YOUR OBJECTIVE: Report only the number of lines in the following entries where the word "UnknownSection" occurs.

GIVEN ENTRIES:
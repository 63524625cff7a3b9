use crate::config::RegionMapConfig;
use crate::env::section::{SectionTable, Span};
use crate::error::TableError;
use crate::types::{Layer, Position, Region, SectionId};

const CELLS: usize = (RegionMapConfig::MAP_WIDTH * RegionMapConfig::MAP_HEIGHT) as usize;

/// Both layer grids of one region.
#[derive(Clone, Debug, PartialEq, Eq)]
pub struct RegionLayout {
    layers: [Vec<SectionId>; Layer::COUNT],
}

impl RegionLayout {
    pub fn empty() -> Self {
        Self {
            layers: [vec![SectionId::NONE; CELLS], vec![SectionId::NONE; CELLS]],
        }
    }

    /// Places `section` in one cell.
    ///
    /// # Errors
    ///
    /// Returns [`TableError::CellOutOfBounds`] when the cell is off the grid.
    pub fn set(
        &mut self,
        layer: Layer,
        position: Position,
        section: SectionId,
    ) -> Result<(), TableError> {
        let index = cell_index(position).ok_or(TableError::CellOutOfBounds(position))?;
        self.layers[layer.index()][index] = section;
        Ok(())
    }

    pub fn get(&self, layer: Layer, position: Position) -> SectionId {
        cell_index(position)
            .map(|index| self.layers[layer.index()][index])
            .unwrap_or(SectionId::NONE)
    }

    /// Occupied cells of one layer in row-major order.
    pub fn occupied(&self, layer: Layer) -> impl Iterator<Item = (Position, SectionId)> + '_ {
        self.layers[layer.index()]
            .iter()
            .enumerate()
            .filter(|(_, section)| !section.is_none())
            .map(|(index, section)| {
                let width = RegionMapConfig::MAP_WIDTH as usize;
                (
                    Position::new((index % width) as i32, (index / width) as i32),
                    *section,
                )
            })
    }
}

impl Default for RegionLayout {
    fn default() -> Self {
        Self::empty()
    }
}

fn cell_index(position: Position) -> Option<usize> {
    RegionMapConfig::contains(position)
        .then(|| (position.y * RegionMapConfig::MAP_WIDTH + position.x) as usize)
}

/// Section lookup over every region's grids plus the section table.
///
/// Lookups are constant time and never fail: unknown regions and off-grid
/// cells read as [`SectionId::NONE`].
#[derive(Clone, Debug, Default, PartialEq, Eq)]
pub struct MapSectionLookup {
    sections: SectionTable,
    layouts: [Option<RegionLayout>; Region::COUNT],
}

impl MapSectionLookup {
    /// Builds the lookup, checking that every occupied cell names a known section.
    ///
    /// # Errors
    ///
    /// Returns [`TableError::UnknownSection`] for a cell whose section has no
    /// metadata in `sections`.
    pub fn new<I>(sections: SectionTable, layouts: I) -> Result<Self, TableError>
    where
        I: IntoIterator<Item = (Region, RegionLayout)>,
    {
        let mut slots: [Option<RegionLayout>; Region::COUNT] = Default::default();

        for (region, layout) in layouts {
            for layer in Layer::ALL {
                if let Some((position, section)) = layout
                    .occupied(layer)
                    .find(|(_, section)| !sections.contains(*section))
                {
                    return Err(TableError::UnknownSection { section, position });
                }
            }
            slots[region.index()] = Some(layout);
        }

        Ok(Self {
            sections,
            layouts: slots,
        })
    }

    /// Section occupying `(row, col)` of `layer` in `region`.
    pub fn section_at(&self, region: Region, layer: Layer, row: i32, col: i32) -> SectionId {
        self.layouts[region.index()]
            .as_ref()
            .map(|layout| layout.get(layer, Position::new(col, row)))
            .unwrap_or(SectionId::NONE)
    }

    pub fn origin_and_span(&self, section: SectionId) -> (Position, Span) {
        self.sections.origin_and_span(section)
    }

    pub fn name(&self, section: SectionId) -> Option<&str> {
        self.sections.name(section)
    }

    pub fn sections(&self) -> &SectionTable {
        &self.sections
    }

    pub fn layout(&self, region: Region) -> Option<&RegionLayout> {
        self.layouts[region.index()].as_ref()
    }

    /// First region whose surface grid contains `section`.
    pub fn home_region(&self, section: SectionId) -> Option<Region> {
        Region::ALL.into_iter().find(|region| {
            self.layout(*region).is_some_and(|layout| {
                layout
                    .occupied(Layer::Surface)
                    .any(|(_, occupant)| occupant == section)
            })
        })
    }
}

#[cfg(test)]
mod tests {
    use super::*;
    use crate::env::section::SectionMetadata;

    fn lookup() -> MapSectionLookup {
        let sections = SectionTable::new([
            (SectionId(0x01), SectionMetadata::new("Seashore City")),
            (SectionId(0x1F), SectionMetadata::new("Merson Cave")),
            (SectionId(0x36), SectionMetadata::new("Goldenrod City")),
        ])
        .unwrap();

        let mut rijon = RegionLayout::empty();
        rijon.set(Layer::Surface, Position::new(3, 4), SectionId(0x01)).unwrap();
        rijon.set(Layer::Dungeon, Position::new(3, 4), SectionId(0x1F)).unwrap();
        let mut johto = RegionLayout::empty();
        johto.set(Layer::Surface, Position::new(10, 2), SectionId(0x36)).unwrap();

        MapSectionLookup::new(sections, [(Region::Rijon, rijon), (Region::Johto, johto)]).unwrap()
    }

    #[test]
    fn section_at_reads_both_layers() {
        let lookup = lookup();
        assert_eq!(lookup.section_at(Region::Rijon, Layer::Surface, 4, 3), SectionId(0x01));
        assert_eq!(lookup.section_at(Region::Rijon, Layer::Dungeon, 4, 3), SectionId(0x1F));
        assert_eq!(lookup.section_at(Region::Rijon, Layer::Surface, 3, 4), SectionId::NONE);
    }

    #[test]
    fn missing_region_and_off_grid_cells_read_as_none() {
        let lookup = lookup();
        assert_eq!(lookup.section_at(Region::SouthRijon, Layer::Surface, 4, 3), SectionId::NONE);
        assert_eq!(lookup.section_at(Region::Rijon, Layer::Surface, -1, 0), SectionId::NONE);
        assert_eq!(lookup.section_at(Region::Rijon, Layer::Surface, 0, 22), SectionId::NONE);
    }

    #[test]
    fn home_region_scans_surface_layers() {
        let lookup = lookup();
        assert_eq!(lookup.home_region(SectionId(0x36)), Some(Region::Johto));
        assert_eq!(lookup.home_region(SectionId(0x1F)), None);
    }

    #[test]
    fn layout_cells_must_reference_known_sections() {
        let mut layout = RegionLayout::empty();
        layout.set(Layer::Surface, Position::new(0, 0), SectionId(0x02)).unwrap();
        let err = MapSectionLookup::new(SectionTable::default(), [(Region::Rijon, layout)]).unwrap_err();
        assert_eq!(
            err,
            TableError::UnknownSection {
                section: SectionId(0x02),
                position: Position::ORIGIN
            }
        );
    }

    #[test]
    fn set_rejects_off_grid_cells() {
        let mut layout = RegionLayout::empty();
        assert_eq!(
            layout.set(Layer::Dungeon, Position::new(5, 15), SectionId(0x01)),
            Err(TableError::CellOutOfBounds(Position::new(5, 15)))
        );
    }
}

REPLY: 3